At thirty-nine, Rear Admiral Sir Horatio Nelson’s keenness for action, rapidity of judgement and eye for an opportunity were unequalled, as was his capacity to inspire his subordinates. ‘I had the happiness to command a band of brothers,’ he wrote to Lord Howe afterwards, ‘therefore, night was to my advantage.’
Not a moment was lost as the British fleet approached Aboukir Bay from the north-west at about 5.30pm. The French commander assumed they would not attack so late, but the wind was blowing directly along the French line and Nelson’s fourteen battleships divided into two groups. One group sailed along the outside of the French line, while the other, led by Captain Hood in Zealous and Captain Foley in Goliath, snaked through a narrow gap between the foremost French ship and the shore. The French were caught napping and were attacked from close quarters on both sides simultaneously in a wildly unorthodox and effective Nelsonian manoeuvre. The Culloden ran aground on the shoals, but the thirteen other English ships fell on the first eight of the French.
The firing began at 6.28pm and by 7 o’clock it was so dark that the British ships hoisted a row of white lamps at the mizzen peak so that they could distinguish each other from the enemy. The Bellerophon under Captain Darby was dismasted and almost wrecked by a colossal broadside from the huge French flagship L’Orient of 120 guns, but the attack was continued and the French ship caught fire soon after nine and blew up at 10.05, by which time six other French battleships had surrendered. In the end only two French ships of the line and two frigates were able to get away. Nelson himself, in Vanguard, was struck in the forehead by a piece of shrapnel and temporarily blinded by a flap of skin which dropped over his one good eye. It was quickly stitched by the surgeon and he resumed command.

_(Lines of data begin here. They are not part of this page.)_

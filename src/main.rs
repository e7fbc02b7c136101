mod auth;
mod autoleave;
mod cli;
mod config;
mod handlers;
mod keys;
mod notifications;
mod reconcile;
mod store;

use std::sync::Arc;
use std::time::Duration;

use clap::Parser;
use tokio_util::task::TaskTracker;
use tower_http::trace::TraceLayer;
use tracing::{error, info};

use crate::{
    auth::TokenValidator,
    autoleave::{AutoLeaveScheduler, GraphCallControl, WebhookNotifier},
    cli::Cli,
    config::Config,
    handlers::{build_router, AppState},
    keys::fetch_signing_keys,
    store::MeetingStore,
};

#[tokio::main]
async fn main() {
    // Default to WARN level if RUST_LOG is not set
    if std::env::var("RUST_LOG").is_err() {
        std::env::set_var("RUST_LOG", "warn");
    }
    tracing_subscriber::fmt::init();

    let cli = Cli::parse();
    let mut config = Config::from_env();
    if let Some(port) = cli.port {
        config.port = port;
    }
    info!("Starting call-relay on port {}", config.port);

    let http = reqwest::Client::new();

    // Signing keys are fetched once; validation never re-fetches on a miss.
    let keys = match fetch_signing_keys(&http, &config.openid_config_url).await {
        Ok(keys) => Arc::new(keys),
        Err(e) => {
            error!("Failed to fetch signing keys: {}", e);
            std::process::exit(1);
        }
    };

    let store = MeetingStore::new();
    let validator = TokenValidator::new(keys, config.app_id.clone());
    let call_control = Arc::new(GraphCallControl::new(
        http.clone(),
        config.graph_base_url.clone(),
        config.graph_token.clone(),
    ));
    let scheduler = AutoLeaveScheduler::new(
        store.clone(),
        call_control,
        Duration::from_secs(config.auto_leave_delay_seconds),
    );
    let notifier = Arc::new(WebhookNotifier::new(
        http.clone(),
        config.after_meeting_url.clone(),
    ));

    let state = AppState {
        store,
        validator,
        scheduler,
        notifier,
        app_id: config.app_id.clone(),
        tasks: TaskTracker::new(),
    };

    let app = build_router(state).layer(TraceLayer::new_for_http());

    let addr = format!("0.0.0.0:{}", config.port);
    let listener = tokio::net::TcpListener::bind(&addr)
        .await
        .expect("Failed to bind to address");

    info!("call-relay listening on {}", addr);

    axum::serve(listener, app)
        .await
        .expect("Failed to start server");
}
use std::sync::Arc;

use axum::{
    extract::{rejection::JsonRejection, State},
    http::{header, HeaderMap, StatusCode},
    routing::{get, post},
    Json, Router,
};
use tokio_util::task::TaskTracker;
use tracing::{debug, info, warn};

use crate::auth::TokenValidator;
use crate::autoleave::{AfterMeetingNotifier, AutoLeaveScheduler};
use crate::notifications::{
    call_id_from_resource_url, classify, thread_id_of, CallState, NotificationBatch,
    NotificationItem, NotificationKind, Participant,
};
use crate::reconcile;
use crate::store::{Meeting, MeetingStore};

#[derive(Clone)]
pub struct AppState {
    pub store: MeetingStore,
    pub validator: TokenValidator,
    pub scheduler: AutoLeaveScheduler,
    pub notifier: Arc<dyn AfterMeetingNotifier>,
    pub app_id: String,
    /// Tracks spawned per-item work so tests can await completion.
    pub tasks: TaskTracker,
}

pub fn build_router(state: AppState) -> Router {
    Router::new()
        .route("/health", get(health_check))
        .route("/api/calling", post(calling_webhook))
        .with_state(state)
}

async fn health_check() -> &'static str {
    "ok"
}

/// POST /api/calling - the calling webhook.
///
/// The token is validated before anything else; any auth failure maps to
/// its status and no item is touched. Items are processed on their own
/// tasks and the response goes out once dispatch has been initiated.
pub async fn calling_webhook(
    State(state): State<AppState>,
    headers: HeaderMap,
    body: Result<Json<NotificationBatch>, JsonRejection>,
) -> StatusCode {
    let authorization = headers
        .get(header::AUTHORIZATION)
        .and_then(|value| value.to_str().ok());
    if let Err(err) = state.validator.validate(authorization) {
        warn!(error = %err, "rejected call notification");
        return err.status();
    }

    // A missing batch is indistinguishable from a malformed delivery.
    let Ok(Json(batch)) = body else {
        return StatusCode::UNAUTHORIZED;
    };
    let Some(items) = batch.value else {
        return StatusCode::UNAUTHORIZED;
    };

    for item in items {
        let state = state.clone();
        let tracker = state.tasks.clone();
        let _ = tracker.spawn(async move {
            process_item(state, item).await;
        });
    }

    StatusCode::OK
}

/// Handle one notification item. Failures are logged here so a bad item
/// never affects its siblings or the HTTP response.
async fn process_item(state: AppState, item: NotificationItem) {
    let Some(resource_url) = item.resource_url.clone() else {
        return;
    };
    let Some(call_id) = call_id_from_resource_url(&resource_url).map(str::to_string) else {
        debug!(%resource_url, "resource url carries no call id");
        return;
    };

    let Some(meeting) = resolve_meeting(&state.store, &call_id, &item) else {
        debug!(%call_id, "meeting not managed by this processor");
        return;
    };

    match classify(&item) {
        NotificationKind::Terminated { organizer_user_id } => {
            info!(%call_id, "call terminated");
            if let Some(user_id) = organizer_user_id {
                let notifier = state.notifier.clone();
                let _ = state.tasks.spawn(async move {
                    if let Err(err) = notifier.notify(&user_id, &call_id).await {
                        warn!(%call_id, error = %err, "unable to send after-meeting signal");
                    }
                });
            }
        }
        NotificationKind::Participants(snapshot) => {
            handle_participants(&state, &call_id, &meeting, snapshot);
        }
        NotificationKind::CallState(CallState::Establishing) => {
            debug!(%call_id, "call establishing");
        }
        NotificationKind::CallState(CallState::Established) => {
            debug!(%call_id, "call established");
        }
        NotificationKind::CallState(CallState::Other) => {}
        NotificationKind::Operations | NotificationKind::Ignored => {}
    }
}

/// Resolve the meeting this item belongs to: by call id first, then by the
/// thread id on the resource data. A thread-only hit links the call id
/// onto the meeting (first sighting) before anything else runs.
fn resolve_meeting(store: &MeetingStore, call_id: &str, item: &NotificationItem) -> Option<Meeting> {
    if let Some(meeting) = store.get_by_call_id(call_id) {
        return Some(meeting);
    }
    let thread_id = thread_id_of(item.resource_data.as_ref())?;
    let linked = store.link_call_id(&thread_id, call_id)?;
    debug!(%call_id, %thread_id, "linked call to tracked meeting");
    Some(linked)
}

fn handle_participants(
    state: &AppState,
    call_id: &str,
    meeting: &Meeting,
    snapshot: Vec<Participant>,
) {
    let updated = state.store.update_by_call_id(call_id, |m| {
        reconcile::apply_snapshot(m, &snapshot);
    });
    let Some(updated) = updated else {
        // The meeting vanished between resolution and update; a later
        // delivery will be reconciled against whatever the store holds.
        warn!(%call_id, thread_id = %meeting.thread_id, "meeting disappeared before update");
        return;
    };

    reconcile::log_raised_hands(&snapshot);

    if updated.active_participants == 1 {
        if let Some(tenant_id) = reconcile::bot_alone_tenant(&snapshot, &state.app_id) {
            let _ = state.scheduler.schedule(call_id.to_string(), tenant_id);
        }
    }
}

On the 15th, Nelson sent seven of his ships with six enemy prizes to Gibraltar and himself made for Naples (where he was fatefully to meet Lady Hamilton). The news of the action was received with delight in England and the victor was raised to the peerage as Baron Nelson of the Nile. Parliament voted him a pension, the City of London presented him with a sword, the East India Company gave him £10,000 (equivalent to £5 million or so today) and the Sublime Porte conferred on him the Order of the Crescent with a superb aigrette or ‘plume of triumph’. Napoleon’s army in Egypt was left stranded, cut off from France, and eventually could only tamely surrender, and French designs on India were thwarted.